--- EXERCISE ---
Scan the entries below. List each line with "started".

···

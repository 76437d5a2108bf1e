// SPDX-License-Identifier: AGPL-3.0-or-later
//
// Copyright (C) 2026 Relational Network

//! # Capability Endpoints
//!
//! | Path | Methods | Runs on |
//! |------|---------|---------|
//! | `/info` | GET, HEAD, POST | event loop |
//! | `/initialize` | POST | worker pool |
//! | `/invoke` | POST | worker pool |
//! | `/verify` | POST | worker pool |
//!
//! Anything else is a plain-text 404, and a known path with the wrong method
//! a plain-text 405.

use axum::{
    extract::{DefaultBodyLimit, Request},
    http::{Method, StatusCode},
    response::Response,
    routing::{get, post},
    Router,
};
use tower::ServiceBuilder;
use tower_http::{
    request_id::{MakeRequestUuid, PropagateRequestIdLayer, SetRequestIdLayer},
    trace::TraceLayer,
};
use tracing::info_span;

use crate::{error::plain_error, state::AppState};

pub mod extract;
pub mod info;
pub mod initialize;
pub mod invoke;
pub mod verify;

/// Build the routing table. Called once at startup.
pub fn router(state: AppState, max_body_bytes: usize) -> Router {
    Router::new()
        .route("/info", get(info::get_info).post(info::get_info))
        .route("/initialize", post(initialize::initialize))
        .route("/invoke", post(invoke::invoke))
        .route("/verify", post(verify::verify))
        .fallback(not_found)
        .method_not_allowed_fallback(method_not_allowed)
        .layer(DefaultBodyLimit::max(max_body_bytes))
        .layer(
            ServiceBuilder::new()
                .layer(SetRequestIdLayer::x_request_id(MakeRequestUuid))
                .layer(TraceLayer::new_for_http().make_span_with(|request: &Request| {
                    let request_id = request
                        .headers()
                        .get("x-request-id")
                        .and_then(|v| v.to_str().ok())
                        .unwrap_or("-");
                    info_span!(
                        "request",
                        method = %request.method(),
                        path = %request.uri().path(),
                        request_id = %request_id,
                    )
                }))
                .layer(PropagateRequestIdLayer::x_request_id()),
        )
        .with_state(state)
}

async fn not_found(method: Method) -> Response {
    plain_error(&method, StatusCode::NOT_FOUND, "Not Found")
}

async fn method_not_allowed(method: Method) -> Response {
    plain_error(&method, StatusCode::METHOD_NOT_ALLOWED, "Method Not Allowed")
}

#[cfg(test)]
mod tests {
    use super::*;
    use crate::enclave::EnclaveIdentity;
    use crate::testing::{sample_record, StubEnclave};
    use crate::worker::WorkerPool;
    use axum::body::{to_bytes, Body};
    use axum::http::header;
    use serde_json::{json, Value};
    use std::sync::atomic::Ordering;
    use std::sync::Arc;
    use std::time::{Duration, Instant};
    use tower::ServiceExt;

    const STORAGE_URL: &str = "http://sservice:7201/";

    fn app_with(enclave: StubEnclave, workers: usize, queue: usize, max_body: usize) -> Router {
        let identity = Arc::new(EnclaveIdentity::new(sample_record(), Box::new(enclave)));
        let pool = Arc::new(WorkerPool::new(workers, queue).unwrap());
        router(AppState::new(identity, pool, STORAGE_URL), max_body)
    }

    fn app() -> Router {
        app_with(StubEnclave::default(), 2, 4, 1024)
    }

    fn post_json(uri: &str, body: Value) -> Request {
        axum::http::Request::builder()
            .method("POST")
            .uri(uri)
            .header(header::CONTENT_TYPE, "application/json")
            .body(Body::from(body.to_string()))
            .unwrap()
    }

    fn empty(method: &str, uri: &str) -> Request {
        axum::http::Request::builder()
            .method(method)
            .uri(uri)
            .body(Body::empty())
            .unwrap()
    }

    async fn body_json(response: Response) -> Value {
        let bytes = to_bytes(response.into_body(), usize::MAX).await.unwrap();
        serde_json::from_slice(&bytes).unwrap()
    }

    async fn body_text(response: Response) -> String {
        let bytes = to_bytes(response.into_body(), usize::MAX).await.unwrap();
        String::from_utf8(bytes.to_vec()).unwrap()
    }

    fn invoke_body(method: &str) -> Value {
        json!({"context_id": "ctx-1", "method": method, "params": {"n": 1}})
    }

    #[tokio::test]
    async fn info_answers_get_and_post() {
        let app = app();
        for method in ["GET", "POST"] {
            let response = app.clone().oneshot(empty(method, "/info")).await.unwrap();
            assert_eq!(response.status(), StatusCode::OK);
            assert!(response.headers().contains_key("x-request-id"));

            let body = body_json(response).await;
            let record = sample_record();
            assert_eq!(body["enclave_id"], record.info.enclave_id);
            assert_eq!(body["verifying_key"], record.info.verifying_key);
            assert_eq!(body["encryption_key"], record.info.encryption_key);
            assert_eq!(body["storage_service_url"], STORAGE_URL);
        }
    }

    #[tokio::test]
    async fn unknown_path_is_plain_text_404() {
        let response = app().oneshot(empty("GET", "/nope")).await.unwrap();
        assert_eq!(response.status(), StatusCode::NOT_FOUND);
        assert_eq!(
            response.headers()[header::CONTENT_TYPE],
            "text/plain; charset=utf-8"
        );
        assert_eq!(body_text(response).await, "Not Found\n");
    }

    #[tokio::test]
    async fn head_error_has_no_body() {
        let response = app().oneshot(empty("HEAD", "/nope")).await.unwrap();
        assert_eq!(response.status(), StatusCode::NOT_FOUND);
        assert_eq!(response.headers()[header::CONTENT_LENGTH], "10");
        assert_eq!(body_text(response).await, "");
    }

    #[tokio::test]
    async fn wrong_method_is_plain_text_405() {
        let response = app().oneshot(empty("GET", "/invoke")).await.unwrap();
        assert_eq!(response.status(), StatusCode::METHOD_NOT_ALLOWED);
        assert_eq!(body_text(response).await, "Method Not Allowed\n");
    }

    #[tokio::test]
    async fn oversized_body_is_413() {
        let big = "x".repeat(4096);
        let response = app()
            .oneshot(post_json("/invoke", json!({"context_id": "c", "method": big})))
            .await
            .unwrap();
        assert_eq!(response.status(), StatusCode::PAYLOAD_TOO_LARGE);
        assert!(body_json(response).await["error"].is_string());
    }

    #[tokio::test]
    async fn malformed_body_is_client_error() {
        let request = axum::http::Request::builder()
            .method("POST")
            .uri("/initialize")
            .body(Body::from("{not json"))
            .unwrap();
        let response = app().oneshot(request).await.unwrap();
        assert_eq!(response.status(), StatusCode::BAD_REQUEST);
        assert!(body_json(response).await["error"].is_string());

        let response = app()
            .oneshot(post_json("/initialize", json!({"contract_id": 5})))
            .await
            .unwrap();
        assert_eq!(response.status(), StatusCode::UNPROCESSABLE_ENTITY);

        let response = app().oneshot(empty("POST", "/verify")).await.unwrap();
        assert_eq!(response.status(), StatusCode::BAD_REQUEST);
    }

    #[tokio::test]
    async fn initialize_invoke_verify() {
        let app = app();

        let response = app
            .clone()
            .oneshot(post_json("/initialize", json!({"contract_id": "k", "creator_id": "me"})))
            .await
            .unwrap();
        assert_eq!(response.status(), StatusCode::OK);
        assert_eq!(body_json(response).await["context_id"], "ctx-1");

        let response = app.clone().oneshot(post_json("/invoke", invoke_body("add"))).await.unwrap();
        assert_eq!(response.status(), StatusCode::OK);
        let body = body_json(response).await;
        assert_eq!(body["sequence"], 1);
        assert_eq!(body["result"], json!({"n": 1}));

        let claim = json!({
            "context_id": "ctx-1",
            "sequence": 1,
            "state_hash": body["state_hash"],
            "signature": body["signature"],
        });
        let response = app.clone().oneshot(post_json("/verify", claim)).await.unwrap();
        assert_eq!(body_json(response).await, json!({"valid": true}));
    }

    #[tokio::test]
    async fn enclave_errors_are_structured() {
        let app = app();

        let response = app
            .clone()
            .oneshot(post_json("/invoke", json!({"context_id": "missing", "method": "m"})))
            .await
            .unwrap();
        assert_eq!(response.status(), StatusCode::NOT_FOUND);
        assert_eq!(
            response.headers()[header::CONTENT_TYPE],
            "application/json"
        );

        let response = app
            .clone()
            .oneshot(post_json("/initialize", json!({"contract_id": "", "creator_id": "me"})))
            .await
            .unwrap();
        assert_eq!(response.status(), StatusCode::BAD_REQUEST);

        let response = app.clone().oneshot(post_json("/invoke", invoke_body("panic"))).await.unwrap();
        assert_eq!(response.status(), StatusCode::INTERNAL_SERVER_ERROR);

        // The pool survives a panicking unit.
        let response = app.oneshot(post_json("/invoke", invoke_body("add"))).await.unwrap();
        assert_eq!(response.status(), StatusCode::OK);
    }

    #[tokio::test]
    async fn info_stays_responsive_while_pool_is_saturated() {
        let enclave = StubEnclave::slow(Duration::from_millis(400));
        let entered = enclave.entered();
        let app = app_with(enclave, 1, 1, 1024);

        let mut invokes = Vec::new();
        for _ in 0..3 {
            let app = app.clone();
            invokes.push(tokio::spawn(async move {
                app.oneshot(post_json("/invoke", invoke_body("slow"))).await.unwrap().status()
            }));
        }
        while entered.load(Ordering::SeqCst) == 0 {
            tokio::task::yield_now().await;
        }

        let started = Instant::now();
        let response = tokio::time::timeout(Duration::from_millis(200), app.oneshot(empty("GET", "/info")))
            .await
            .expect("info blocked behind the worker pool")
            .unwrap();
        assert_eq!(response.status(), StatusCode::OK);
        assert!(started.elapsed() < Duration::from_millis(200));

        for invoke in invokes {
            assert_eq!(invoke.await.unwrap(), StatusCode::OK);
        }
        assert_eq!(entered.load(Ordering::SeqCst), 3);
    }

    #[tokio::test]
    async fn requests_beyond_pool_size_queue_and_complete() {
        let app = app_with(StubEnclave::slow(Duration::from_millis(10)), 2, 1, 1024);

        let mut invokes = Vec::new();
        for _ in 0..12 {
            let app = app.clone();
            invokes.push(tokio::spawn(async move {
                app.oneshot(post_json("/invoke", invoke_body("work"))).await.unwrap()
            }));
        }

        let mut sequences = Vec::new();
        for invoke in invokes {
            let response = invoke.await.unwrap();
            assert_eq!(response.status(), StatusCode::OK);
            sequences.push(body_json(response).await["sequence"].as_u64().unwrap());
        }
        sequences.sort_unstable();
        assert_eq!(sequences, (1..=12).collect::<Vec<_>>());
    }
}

···

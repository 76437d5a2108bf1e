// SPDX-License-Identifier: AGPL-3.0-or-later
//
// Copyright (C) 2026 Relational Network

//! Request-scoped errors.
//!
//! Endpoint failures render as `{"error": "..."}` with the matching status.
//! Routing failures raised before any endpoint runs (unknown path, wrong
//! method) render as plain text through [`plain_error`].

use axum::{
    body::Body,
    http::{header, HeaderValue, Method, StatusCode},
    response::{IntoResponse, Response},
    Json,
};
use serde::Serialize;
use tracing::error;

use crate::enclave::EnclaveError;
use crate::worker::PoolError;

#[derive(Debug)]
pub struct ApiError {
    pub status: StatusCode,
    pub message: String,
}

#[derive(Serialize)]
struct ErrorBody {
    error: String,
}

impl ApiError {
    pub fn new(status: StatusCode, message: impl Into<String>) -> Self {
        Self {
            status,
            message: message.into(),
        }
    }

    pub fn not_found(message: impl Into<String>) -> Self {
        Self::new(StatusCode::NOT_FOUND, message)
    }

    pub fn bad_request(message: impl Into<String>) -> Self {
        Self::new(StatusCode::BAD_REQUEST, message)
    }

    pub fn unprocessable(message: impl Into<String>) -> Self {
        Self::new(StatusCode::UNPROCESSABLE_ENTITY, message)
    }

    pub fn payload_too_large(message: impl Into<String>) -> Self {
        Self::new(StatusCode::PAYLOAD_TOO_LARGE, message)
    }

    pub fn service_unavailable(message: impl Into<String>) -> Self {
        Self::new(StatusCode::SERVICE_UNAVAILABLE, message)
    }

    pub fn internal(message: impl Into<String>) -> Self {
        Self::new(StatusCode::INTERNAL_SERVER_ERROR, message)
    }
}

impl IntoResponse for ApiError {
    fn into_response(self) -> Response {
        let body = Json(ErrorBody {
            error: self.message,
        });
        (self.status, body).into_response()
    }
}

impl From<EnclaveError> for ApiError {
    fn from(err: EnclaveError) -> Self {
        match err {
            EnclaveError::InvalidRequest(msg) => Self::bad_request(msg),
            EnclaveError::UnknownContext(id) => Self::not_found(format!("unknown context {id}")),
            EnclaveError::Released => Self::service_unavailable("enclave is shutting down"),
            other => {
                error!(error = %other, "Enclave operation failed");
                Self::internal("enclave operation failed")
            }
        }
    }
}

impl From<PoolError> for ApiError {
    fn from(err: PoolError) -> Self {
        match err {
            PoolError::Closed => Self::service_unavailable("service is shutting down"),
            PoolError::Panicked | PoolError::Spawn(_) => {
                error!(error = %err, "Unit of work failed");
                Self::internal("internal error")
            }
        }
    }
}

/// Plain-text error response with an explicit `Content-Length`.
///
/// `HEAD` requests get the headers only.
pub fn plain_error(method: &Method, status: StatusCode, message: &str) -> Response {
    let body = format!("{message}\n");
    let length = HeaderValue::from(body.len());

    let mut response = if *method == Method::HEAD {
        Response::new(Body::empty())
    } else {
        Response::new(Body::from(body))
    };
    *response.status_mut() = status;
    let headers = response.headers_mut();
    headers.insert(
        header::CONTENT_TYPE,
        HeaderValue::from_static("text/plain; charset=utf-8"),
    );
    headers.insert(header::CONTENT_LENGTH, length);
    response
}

···

--- ANSWER SPACE ---
        let started = Instant::now();
        assert!(started.elapsed() < Duration::from_millis(200));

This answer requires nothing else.